*** Entries shown ***

//! GPU context management.
//!
//! [`GpuContextBuilder`] runs the whole negotiation: instance, optional
//! surface, adapter ranking against the caller's capability descriptors, and
//! logical device creation. [`GpuContext`] owns the result and tears it down
//! in reverse order.

use crate::capabilities::QueueCapabilities;
use crate::device::{create_logical_device, LogicalDevice};
use crate::error::{GpuError, Result};
use crate::instance::{create_instance, DebugMessenger, InstanceConfig};
use crate::requirements::CapabilityDescriptor;
use crate::selection::{select_physical_device, Selection};
use crate::snapshot::{no_presentation, PresentationQuery, VulkanAdapters};
use crate::surface::SurfaceContext;
use ash::vk;
use raw_window_handle::{HasDisplayHandle, HasWindowHandle};

/// Instance-level objects, destroyed in reverse creation order on drop.
struct InstanceParts {
    entry: ash::Entry,
    instance: ash::Instance,
    messenger: Option<DebugMessenger>,
    surface: Option<SurfaceContext>,
}

impl Drop for InstanceParts {
    fn drop(&mut self) {
        unsafe {
            if let Some(surface) = &self.surface {
                surface.destroy();
            }
            if let Some(messenger) = &self.messenger {
                messenger.destroy();
            }
            self.instance.destroy_instance(None);
        }
    }
}

/// Main GPU context holding Vulkan resources.
pub struct GpuContext {
    device: LogicalDevice,
    descriptors: Vec<CapabilityDescriptor>,
    selection: Selection,
    parts: InstanceParts,
}

impl GpuContext {
    /// Get the Vulkan device handle.
    pub const fn device(&self) -> &ash::Device {
        &self.device.device
    }

    /// Get the logical device with its queue groups.
    pub const fn logical_device(&self) -> &LogicalDevice {
        &self.device
    }

    /// Get the physical device handle.
    pub const fn physical_device(&self) -> vk::PhysicalDevice {
        self.device.physical_device
    }

    /// Get the Vulkan instance handle.
    pub const fn instance(&self) -> &ash::Instance {
        &self.parts.instance
    }

    /// The window surface, if the context was built with one.
    pub const fn surface(&self) -> Option<&SurfaceContext> {
        self.parts.surface.as_ref()
    }

    /// Outcome of the ranking pass.
    pub const fn selection(&self) -> &Selection {
        &self.selection
    }

    /// The descriptor that won the ranking pass, with its results filled in.
    pub fn selected_descriptor(&self) -> &CapabilityDescriptor {
        &self.descriptors[self.selection.descriptor_index]
    }

    /// All descriptors the context was ranked with.
    pub fn descriptors(&self) -> &[CapabilityDescriptor] {
        &self.descriptors
    }

    /// First queue (and its family) of a group offering any of
    /// `capabilities`.
    pub fn queue(&self, capabilities: QueueCapabilities) -> Option<(u32, vk::Queue)> {
        self.device.queue(capabilities)
    }

    /// Wait for device to be idle.
    #[cfg_attr(
        feature = "profiling-tracy",
        tracing::instrument(level = "trace", skip_all)
    )]
    pub fn wait_idle(&self) -> Result<()> {
        unsafe { self.device.device.device_wait_idle() }
            .map_err(GpuError::call("vkDeviceWaitIdle"))
    }
}

impl Drop for GpuContext {
    fn drop(&mut self) {
        unsafe {
            let _ = self.device.device.device_wait_idle();
            self.device.destroy();
        }
        // `parts` drops after this, destroying surface, messenger and instance.
    }
}

/// Builder for creating a GPU context.
pub struct GpuContextBuilder {
    instance: InstanceConfig,
    descriptors: Vec<CapabilityDescriptor>,
}

impl Default for GpuContextBuilder {
    fn default() -> Self {
        Self {
            instance: InstanceConfig::default(),
            descriptors: Vec::new(),
        }
    }
}

impl GpuContextBuilder {
    /// Create a new builder.
    pub fn new() -> Self {
        Self::default()
    }

    /// Set the application name.
    pub fn app_name(mut self, name: impl Into<String>) -> Self {
        self.instance = self.instance.app_name(name);
        self
    }

    /// Enable or disable validation layers.
    pub fn validation(mut self, enable: bool) -> Self {
        self.instance = self.instance.validation(enable);
        self
    }

    /// Log required and available instance extensions at debug level.
    pub fn log_extensions(mut self, log: bool) -> Self {
        self.instance = self.instance.log_extensions(log);
        self
    }

    /// Replace the instance configuration.
    pub fn instance_config(mut self, config: InstanceConfig) -> Self {
        self.instance = config;
        self
    }

    /// Add a capability descriptor. Descriptors are tried in insertion order.
    pub fn descriptor(mut self, descriptor: CapabilityDescriptor) -> Self {
        self.descriptors.push(descriptor);
        self
    }

    /// Add several capability descriptors.
    pub fn descriptors(mut self, descriptors: impl IntoIterator<Item = CapabilityDescriptor>) -> Self {
        self.descriptors.extend(descriptors);
        self
    }

    /// Build a headless context. Nothing can present.
    pub fn build(self) -> Result<GpuContext> {
        let parts = unsafe { self.create_parts() }?;
        self.finish(parts)
    }

    /// Build a context that can present to `window`.
    ///
    /// # Safety
    /// The window must outlive the returned context.
    pub unsafe fn build_with_window<W>(mut self, window: &W) -> Result<GpuContext>
    where
        W: HasDisplayHandle + HasWindowHandle,
    {
        self.instance = self.instance.with_surface_extensions();
        let mut parts = unsafe { self.create_parts() }?;
        // On failure `parts` drops and releases the instance.
        parts.surface =
            Some(unsafe { SurfaceContext::from_window(&parts.entry, &parts.instance, window) }?);
        self.finish(parts)
    }

    unsafe fn create_parts(&self) -> Result<InstanceParts> {
        let entry = unsafe { ash::Entry::load() }?;
        let (instance, messenger) = unsafe { create_instance(&entry, &self.instance) }?;
        Ok(InstanceParts {
            entry,
            instance,
            messenger,
            surface: None,
        })
    }

    fn finish(self, parts: InstanceParts) -> Result<GpuContext> {
        let mut descriptors = if self.descriptors.is_empty() {
            vec![default_descriptor(parts.surface.is_some())]
        } else {
            self.descriptors
        };

        let selection = {
            let surface = parts.surface.as_ref();
            let source = VulkanAdapters::new(&parts.instance, surface.map(|s| &s.surface_loader));
            let surface_present = |query: &PresentationQuery| {
                surface.is_some_and(|s| s.supports_presentation(query))
            };
            let presentation: &dyn Fn(&PresentationQuery) -> bool = if surface.is_some() {
                &surface_present
            } else {
                &no_presentation
            };
            select_physical_device(
                &source,
                &mut descriptors,
                presentation,
                surface.map(|s| s.surface),
            )?
        };
        let Some(selection) = selection else {
            return Err(GpuError::NoSuitableDevice);
        };

        let device = unsafe {
            create_logical_device(&parts.instance, &descriptors[selection.descriptor_index])
        }?;

        Ok(GpuContext {
            device,
            descriptors,
            selection,
            parts,
        })
    }
}

/// Descriptor used when the caller supplies none: one graphics+compute
/// queue, plus presentation and the swapchain extension when windowed.
///
/// The windowed setup asks for `GRAPHICS | PRESENT` as one queue, and queue
/// matching accepts any overlap. On an adapter whose first graphics family
/// cannot present, that family is still chosen. Check the resolved family
/// with [`SurfaceContext::supports_presentation`] before building a
/// swapchain on it, or pass descriptors with a separate `PRESENT` setup.
pub fn default_descriptor(windowed: bool) -> CapabilityDescriptor {
    let descriptor = CapabilityDescriptor::new()
        .api_version_minimum(vk::API_VERSION_1_2)
        .prefer_discrete(true);
    if windowed {
        descriptor
            .queue(QueueCapabilities::GRAPHICS | QueueCapabilities::PRESENT, 1)
            .require_extension(ash::khr::swapchain::NAME)
            .surface_format(vk::Format::B8G8R8A8_SRGB, vk::ColorSpaceKHR::SRGB_NONLINEAR)
            .surface_format(vk::Format::B8G8R8A8_UNORM, vk::ColorSpaceKHR::SRGB_NONLINEAR)
    } else {
        descriptor.queue(QueueCapabilities::GRAPHICS | QueueCapabilities::COMPUTE, 1)
    }
}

*** End of Entries shown ***

* **Task statement**:
Go through the data and copy every line that includes "family".

* **Response**:
    /// First queue (and its family) of a group offering any of
/// matching accepts any overlap. On an adapter whose first graphics family
/// cannot present, that family is still chosen. Check the resolved family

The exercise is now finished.